▶ _Problem description_: Where "async" occurs in a line of the entries below, copy that line.
[[ Extracted data, beginning ]]
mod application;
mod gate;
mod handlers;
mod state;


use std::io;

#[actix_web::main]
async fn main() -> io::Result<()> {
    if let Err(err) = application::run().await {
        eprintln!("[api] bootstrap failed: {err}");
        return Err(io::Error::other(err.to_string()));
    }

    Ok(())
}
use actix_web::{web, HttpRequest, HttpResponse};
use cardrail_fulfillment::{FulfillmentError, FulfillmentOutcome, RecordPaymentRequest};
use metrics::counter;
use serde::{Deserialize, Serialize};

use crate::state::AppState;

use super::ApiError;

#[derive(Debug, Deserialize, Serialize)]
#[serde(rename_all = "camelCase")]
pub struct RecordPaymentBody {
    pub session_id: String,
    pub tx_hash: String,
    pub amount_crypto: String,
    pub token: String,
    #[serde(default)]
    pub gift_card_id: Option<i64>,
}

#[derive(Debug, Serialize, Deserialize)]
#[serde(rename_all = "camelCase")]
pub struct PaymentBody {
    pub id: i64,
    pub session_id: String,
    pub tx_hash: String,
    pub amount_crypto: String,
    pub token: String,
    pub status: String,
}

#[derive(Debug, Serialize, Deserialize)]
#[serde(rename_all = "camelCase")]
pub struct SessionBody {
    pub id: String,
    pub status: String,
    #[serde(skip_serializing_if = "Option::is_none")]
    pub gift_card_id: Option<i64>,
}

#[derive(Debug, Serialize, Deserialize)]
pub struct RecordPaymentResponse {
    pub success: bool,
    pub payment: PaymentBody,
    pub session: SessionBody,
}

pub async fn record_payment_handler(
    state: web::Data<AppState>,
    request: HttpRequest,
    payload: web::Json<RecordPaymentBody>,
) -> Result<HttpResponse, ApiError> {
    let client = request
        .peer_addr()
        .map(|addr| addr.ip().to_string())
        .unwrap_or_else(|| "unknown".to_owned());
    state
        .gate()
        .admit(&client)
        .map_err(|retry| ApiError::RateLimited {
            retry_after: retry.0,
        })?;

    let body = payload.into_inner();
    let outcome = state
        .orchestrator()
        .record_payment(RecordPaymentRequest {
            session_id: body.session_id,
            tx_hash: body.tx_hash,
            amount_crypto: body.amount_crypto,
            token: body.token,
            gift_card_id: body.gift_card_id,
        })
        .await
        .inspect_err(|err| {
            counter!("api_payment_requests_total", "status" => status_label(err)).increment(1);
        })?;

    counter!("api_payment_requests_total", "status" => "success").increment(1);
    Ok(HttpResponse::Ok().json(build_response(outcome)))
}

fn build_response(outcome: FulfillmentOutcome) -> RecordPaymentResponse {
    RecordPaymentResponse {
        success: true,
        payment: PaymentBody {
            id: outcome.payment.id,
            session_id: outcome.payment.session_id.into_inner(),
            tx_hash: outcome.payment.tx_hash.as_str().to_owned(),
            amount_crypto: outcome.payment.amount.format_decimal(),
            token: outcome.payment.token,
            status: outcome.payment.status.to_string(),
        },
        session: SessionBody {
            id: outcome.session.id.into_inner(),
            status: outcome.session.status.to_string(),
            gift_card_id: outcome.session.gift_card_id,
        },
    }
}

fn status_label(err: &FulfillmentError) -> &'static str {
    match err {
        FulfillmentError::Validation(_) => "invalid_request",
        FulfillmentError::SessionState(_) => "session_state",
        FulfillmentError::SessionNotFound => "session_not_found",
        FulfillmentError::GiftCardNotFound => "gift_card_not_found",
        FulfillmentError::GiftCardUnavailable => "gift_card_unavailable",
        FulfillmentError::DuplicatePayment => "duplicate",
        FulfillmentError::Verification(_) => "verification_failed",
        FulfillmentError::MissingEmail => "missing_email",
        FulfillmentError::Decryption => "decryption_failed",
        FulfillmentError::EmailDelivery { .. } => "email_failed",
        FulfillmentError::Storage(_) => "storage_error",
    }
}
[[ Extracted data, end ]]
▶ _Final answer_:
async fn main() -> io::Result<()> {
pub async fn record_payment_handler(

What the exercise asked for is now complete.